Laura studied the room. Against the wall was an oak shelving unit. In the center was a large mirror. The cabinet base was deeper on the sides than in the middle. She figured that was so Hank could move easily between it and the barber chair.
Never having seen one before, Laura was surprised that the chair simply looked like an armchair with a headrest and attached foot stool. On the opposite wall near the door was a row of hooks attached to a board. Several chairs were lined up under the window. A doorway covered with a curtain must lead to a hall where the bathing rooms would be located.
A man was putting money on the counter while Hank swept up hair on the floor. They were chatting and laughing. Shortly, the man moved to the door and took his hat off the hook, so Laura walked over. As he exited, he looked Laura up and down, a smile spreading across his face.
“Ma’am.” He tipped his hat. “I’m Red Dickerson, cowboy on the Bent Arrow Ranch. Pleased to make your acquaintance. I’ll get an introduction at the school raising.” Red smiled and ambled across the boardwalk, jumped down to the street, and slipped under the hitching rail. Taking the horse’s reins, he mounted, tipped his hat again, and set the horse in motion to head out of town.
Laura stood watching until he kicked the horse into a gallop. She took in a deep breath of air and slowly let it out. No man had looked at her in such an intense way since her husband, Alan. Oh, my.
Turning, she met the gaze of Hank. He was looking at her, too. Just as intently. Laura swallowed. Pasting a smile on her face, she held out the pillowcase filled with clean laundry. “I’ve brought part of what you gave me this morning. The rest still needs to be ironed. I thought you might need the towels and …” She paused. Sheets were such an intimate thing. “These.” It was a lame finish, but all she could muster in the situation. She pulled her lips into some semblance of a smile.
Hank took the bundle. “Thank you. I appreciate you thinking of the towels. I’ve been busier than I thought I’d be today. I’m a thinking it’s the school raising. Men are wanting to gussy up for when they met you ladies.”

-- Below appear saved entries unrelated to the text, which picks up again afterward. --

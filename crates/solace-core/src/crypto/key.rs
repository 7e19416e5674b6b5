//! Symmetric journal keys.
//!
//! Device keys are random; password keys are derived with PBKDF2-HMAC-SHA256
//! over a persisted 16-byte salt. Either way the result is a [`SymmetricKey`]
//! that is zeroized on drop.

use base64::engine::general_purpose::URL_SAFE_NO_PAD;
use base64::Engine;
use serde::{Deserialize, Serialize};
use zeroize::{ZeroizeOnDrop, Zeroizing};

use super::provider::{CryptoProvider, KEY_LENGTH};
use crate::error::{Result, SolaceError};

/// Salt length in bytes for password-derived keys.
pub const SALT_LENGTH: usize = 16;

/// A 256-bit AES-GCM key.
///
/// This type ensures that key material is securely zeroized from memory
/// when dropped, reducing the window of exposure.
#[derive(Clone, PartialEq, Eq, ZeroizeOnDrop)]
pub struct SymmetricKey {
    key: [u8; KEY_LENGTH],
}

/// Exportable form of a device key, shaped like a JSON Web Key.
#[derive(Serialize, Deserialize)]
struct ExportedKey {
    kty: String,
    alg: String,
    k: String,
}

impl SymmetricKey {
    /// Create a key from raw bytes.
    ///
    /// # Security
    ///
    /// The caller is responsible for ensuring the bytes come from a secure source.
    pub fn from_bytes(bytes: [u8; KEY_LENGTH]) -> Self {
        Self { key: bytes }
    }

    /// Generate a fresh random key.
    pub fn generate(provider: &dyn CryptoProvider) -> Result<Self> {
        let mut bytes = Zeroizing::new([0u8; KEY_LENGTH]);
        provider.fill_random(&mut bytes[..])?;
        Ok(Self::from_bytes(*bytes))
    }

    /// Get a reference to the raw key bytes.
    ///
    /// # Security
    ///
    /// Avoid storing or logging this value. Use only for immediate encryption operations.
    pub fn as_bytes(&self) -> &[u8; KEY_LENGTH] {
        &self.key
    }

    /// Serialize to the persisted JWK-like JSON form.
    pub fn export(&self) -> Result<String> {
        let exported = ExportedKey {
            kty: "oct".to_string(),
            alg: "A256GCM".to_string(),
            k: URL_SAFE_NO_PAD.encode(self.key),
        };
        Ok(serde_json::to_string(&exported)?)
    }

    /// Parse the persisted form produced by [`SymmetricKey::export`].
    pub fn import(data: &str) -> Result<Self> {
        let exported: ExportedKey = serde_json::from_str(data)?;
        if exported.kty != "oct" || exported.alg != "A256GCM" {
            return Err(SolaceError::KeyUnavailable(format!(
                "Unsupported key type {}/{}",
                exported.kty, exported.alg
            )));
        }
        let raw = Zeroizing::new(
            URL_SAFE_NO_PAD
                .decode(exported.k.as_bytes())
                .map_err(|e| SolaceError::KeyUnavailable(format!("Invalid key encoding: {}", e)))?,
        );
        let bytes: [u8; KEY_LENGTH] = raw.as_slice().try_into().map_err(|_| {
            SolaceError::KeyUnavailable(format!(
                "Stored key must be {} bytes (got {})",
                KEY_LENGTH,
                raw.len()
            ))
        })?;
        Ok(Self::from_bytes(bytes))
    }
}

impl std::fmt::Debug for SymmetricKey {
    fn fmt(&self, f: &mut std::fmt::Formatter<'_>) -> std::fmt::Result {
        f.debug_struct("SymmetricKey")
            .field("key", &"[REDACTED]")
            .finish()
    }
}

/// Derive an encryption key from a password.
///
/// # Arguments
///
/// * `provider` - Source of the KDF
/// * `password` - The password to derive from
/// * `salt` - Random salt (persisted once per device)
///
/// # Security
///
/// - Same password + salt always produces same key (deterministic)
/// - Different salt produces different key
pub fn derive_key(
    provider: &dyn CryptoProvider,
    password: &str,
    salt: &[u8],
) -> Result<SymmetricKey> {
    if password.is_empty() {
        return Err(SolaceError::InvalidInput(
            "Password cannot be empty".to_string(),
        ));
    }

    if salt.len() < SALT_LENGTH {
        return Err(SolaceError::InvalidInput(format!(
            "Salt must be at least {} bytes",
            SALT_LENGTH
        )));
    }

    let mut key_bytes = Zeroizing::new([0u8; KEY_LENGTH]);
    provider.derive(password.as_bytes(), salt, &mut key_bytes)?;
    Ok(SymmetricKey::from_bytes(*key_bytes))
}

Laura couldn’t help but glance where the cowboy had disappeared.
“Would you please come and look at the sign I painted for you? I think you’ll be tickled with it.” Hank stood back and held out an arm to indicate she should precede him into the barbershop.
The room was well lit by the large window. There were lamps fixed to the wall. It was neat, but a pile of towels had been tossed on the floor in the corner. The barber chair was centered before the mirror. A potbellied stove was against the back wall with a large tank attached to it.
Leaning on the counter was a small sign:
Duffle Laundry Service
One to Four Day Service Available
Prices Negotiated
“Um, I thought it might be best to be vague about the cost. Also, the time. That way, if you’re busy you can charge a bit more if they want it back right quick.”
“What a wonderful idea. I would have never thought of that. I was worried about being able to get everything done if I had a lot of customers all at one time.”
Hank smiled. “Glad you like it. I was a mite concerned you’d think I was being pushy.”
“No, thank you. I appreciate your talent for business.” Laura reached out her hand and placed it on his arm, emphasizing her words.
Hank stood just a bit taller. He cleared his throat. “Would you like to see the rest of the shop? I had another thought, too.”
“Certainly.”
As he led the way through a curtained doorway, into a hall, Hank said, “I thought, maybe, I would put a basket back here.” He pointed to the floor next to the back door. “I could put the laundry in it, and you could fetch it up without going around the building. It’d save you a heap of steps. Since you’ll be doing the towels mighty often, it’d add up over time.”
Laura grinned. “Thank you. I could deliver the clean things back here, too. Just place them in the basket. That way I won’t be disturbing you and your customers.”
The look Hank gave her made butterflies dance in her stomach. “Mrs. Duffle, Laura, you could never disturb me with your presence.”
Oh, my.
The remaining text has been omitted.